As the name suggests Full Text Search is a method which is heavily used to get the relevant and faster search result especially when we have high volume of unstructured data.
Some of the use cases in which Full text search is used include :
1. Searching for a product on E-Commerce Website
2. Searching movies based on the description,movie star etc
3. Searching on Google( any search engine )
and many more....
Need for Full text search ?
As the volume of data and number of users grow , performing search on a column of a relational database using LIKE operator is inefficient and time consuming. Even if we create an index on the column the search is not efficient because if the LIKE operator has a wild card then that require every key of the index to be examined . Also relational database do not provide fuzzy search.

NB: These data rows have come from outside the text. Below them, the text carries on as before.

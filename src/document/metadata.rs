//! Document information dictionary (`/Info`).

use super::PdfDocument;
use crate::error::BoardError;
use lopdf::{Dictionary, Object, StringFormat};
use serde::{Deserialize, Serialize};

/// The six descriptive fields of a PDF.
///
/// `None` means "absent" when read and "leave untouched" when written.
#[derive(Debug, Clone, Default, PartialEq, Eq, Serialize, Deserialize)]
pub struct Metadata {
    pub title: Option<String>,
    pub author: Option<String>,
    pub subject: Option<String>,
    pub keywords: Option<Vec<String>>,
    pub creator: Option<String>,
    pub producer: Option<String>,
}

impl Metadata {
    /// Split a comma-separated keyword string, trimming each entry.
    pub fn parse_keywords(raw: &str) -> Vec<String> {
        raw.split(',')
            .map(str::trim)
            .filter(|k| !k.is_empty())
            .map(str::to_string)
            .collect()
    }

    fn text_fields(&self) -> [(&'static str, Option<&String>); 5] {
        [
            ("Title", self.title.as_ref()),
            ("Author", self.author.as_ref()),
            ("Subject", self.subject.as_ref()),
            ("Creator", self.creator.as_ref()),
            ("Producer", self.producer.as_ref()),
        ]
    }
}

impl PdfDocument {
    pub fn metadata(&self) -> Metadata {
        let Some(info) = self.info_dict() else {
            return Metadata::default();
        };
        let read = |key: &[u8]| -> Option<String> {
            match info.get(key).ok().map(|o| self.resolve(o)) {
                Some(Object::String(bytes, _)) => Some(decode_text_string(bytes)),
                _ => None,
            }
        };
        Metadata {
            title: read(b"Title"),
            author: read(b"Author"),
            subject: read(b"Subject"),
            keywords: read(b"Keywords").map(|k| Metadata::parse_keywords(&k)),
            creator: read(b"Creator"),
            producer: read(b"Producer"),
        }
    }

    /// Write every field that is `Some`; leave the others as they are.
    pub fn set_metadata(&mut self, fields: &Metadata) -> Result<(), BoardError> {
        let info = self.info_dict_mut()?;
        for (key, value) in fields.text_fields() {
            if let Some(value) = value {
                info.set(key, encode_text_string(value));
            }
        }
        if let Some(keywords) = &fields.keywords {
            info.set("Keywords", encode_text_string(&keywords.join(", ")));
        }
        Ok(())
    }

    fn info_dict(&self) -> Option<&Dictionary> {
        let info = self.doc.trailer.get(b"Info").ok()?;
        self.resolve(info).as_dict().ok()
    }

    fn info_dict_mut(&mut self) -> Result<&mut Dictionary, BoardError> {
        let existing = self
            .doc
            .trailer
            .get(b"Info")
            .and_then(Object::as_reference)
            .ok()
            .filter(|id| self.doc.get_dictionary(*id).is_ok());
        let id = match existing {
            Some(id) => id,
            None => {
                // A direct /Info dictionary is legal but rare; lift it into
                // an indirect object so there is one place to edit.
                let direct = self.info_dict().cloned().unwrap_or_default();
                let id = self.doc.add_object(direct);
                self.doc.trailer.set("Info", Object::Reference(id));
                id
            }
        };
        self.doc.get_dictionary_mut(id).map_err(BoardError::pdf)
    }
}

/// Encode as PDFDocEncoding when Latin-1 suffices, else UTF-16BE with BOM.
fn encode_text_string(s: &str) -> Object {
    if s.chars().all(|c| (c as u32) <= 0xFF) {
        Object::String(s.chars().map(|c| c as u32 as u8).collect(), StringFormat::Literal)
    } else {
        let mut bytes = vec![0xFE, 0xFF];
        for unit in s.encode_utf16() {
            bytes.extend_from_slice(&unit.to_be_bytes());
        }
        Object::String(bytes, StringFormat::Hexadecimal)
    }
}

pub(crate) fn decode_text_string(bytes: &[u8]) -> String {
    if let Some(rest) = bytes.strip_prefix(&[0xFE, 0xFF]) {
        let units: Vec<u16> = rest
            .chunks_exact(2)
            .map(|c| u16::from_be_bytes([c[0], c[1]]))
            .collect();
        String::from_utf16_lossy(&units)
    } else {
        bytes.iter().map(|&b| b as char).collect()
    }
}

#[cfg(test)]
mod tests {
    use super::super::testutil::*;
    use super::*;

    #[test]
    fn writes_only_provided_fields() {
        let mut doc = PdfDocument::load(&sample_pdf(1)).unwrap();
        doc.set_metadata(&Metadata {
            title: Some("Quarterly".into()),
            author: Some("Ops".into()),
            ..Default::default()
        })
        .unwrap();
        let mut doc = PdfDocument::load(&doc.save().unwrap()).unwrap();
        doc.set_metadata(&Metadata {
            subject: Some("Numbers".into()),
            ..Default::default()
        })
        .unwrap();

        let meta = PdfDocument::load(&doc.save().unwrap()).unwrap().metadata();
        assert_eq!(meta.title.as_deref(), Some("Quarterly"));
        assert_eq!(meta.author.as_deref(), Some("Ops"));
        assert_eq!(meta.subject.as_deref(), Some("Numbers"));
        assert_eq!(meta.creator, None);
    }

    #[test]
    fn keywords_are_split_and_trimmed() {
        assert_eq!(Metadata::parse_keywords(" a, b ,,c "), vec!["a", "b", "c"]);
    }

    #[test]
    fn keywords_survive_a_save() {
        let mut doc = PdfDocument::load(&sample_pdf(1)).unwrap();
        doc.set_metadata(&Metadata {
            keywords: Some(vec!["pdf".into(), "graph".into()]),
            ..Default::default()
        })
        .unwrap();
        let meta = PdfDocument::load(&doc.save().unwrap()).unwrap().metadata();
        assert_eq!(meta.keywords, Some(vec!["pdf".to_string(), "graph".to_string()]));
    }

    #[test]
    fn non_latin_titles_use_utf16() {
        let obj = encode_text_string("Отчёт");
        let Object::String(bytes, _) = obj else { panic!() };
        assert_eq!(&bytes[..2], &[0xFE, 0xFF]);
        assert_eq!(decode_text_string(&bytes), "Отчёт");
    }
}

Lets understand the difference between Full Text Search and LIKE operator of relational database with an example.
- Lets say we have a database that stores all the comments of Virat Kholi's Instagram post, and you want to search for all the comments related to the word(concept) running.Then in such case if you perform a search query using LIKE = 'run' then your query would return all the comments that contains the word run.
- If the comment contains the word 'RAN' , then also that comment is related to running but that won't be returned by the LIKE operator.However,if the search is performed using some Full Text Search Solution then it returns all the comments that contains the word run,ran,running etc .
- Hence , In order to find more relevant search, Full text search solution is being used as the data becomes unstructured and the number of users grow .
How does Full text search solution give appropriate(relevant) search result ?
How Full Text Search returns the results faster than the LIKE operator on indexed Column ?
Full Text Search achieves above things by creating inverted index for the stored data. Inverted index is a hashmap like data structure that directs you from a word to a document or a web page. Lets understand with an example.
Imagine that you have documents like this:
doc1: "Today it's a perfect day to start my workout."
doc2: "I will not come today to meet you."
doc3: "Our meeting will start soon!"
doc4: "My class starts at 6."
Following are the steps used to create an inverted index:
- Tokenizing : It just extracts the words from the sentence. And each word extracted from the sentence is called the token.
- Remove stop words : The words like 'I' ,'You', 'Your' etc occur frequently and are useless words occurring in a document.Hence we remove these stop words.
- Stemming of Root Word : Whenever I want to search for 'start', I want to see a document that has information about it. But the word present in the document is 'starts' . To relate the word 'start' and 'starts' , We chop some part of each word and then we get 'root word'.
After tokenization, removing stop words, stemming the documents will look like this:
doc1: ["today", "perfect", "day", "start", "workout"]
doc2: ["come", "today", "meet"]
doc3: ["meet", "start", "soon"]
doc4: ["class", "start"]
Now we create a hashmap with word as the key and document Id as the values.
today : [doc1, doc2]
perfect : [doc1]
day : [doc1]
start : [doc1, doc3]
workout : [doc1]
come : [doc2]
meet : [doc2, doc3]
class : [doc4]
soon : [doc3]
This process is called indexing and the above mapping is called inverted index.
As the documents are stored in this format,the full text search gives most relevant search result .
And searching a word in full text search solutions takes O(1). However searching in relational database with index on the column takes O(log H) where H = Height of the B Tree , as it uses B Tree to create an index.
Various Full Text Search Solution present are Solr , Elastic Search which uses Lucene.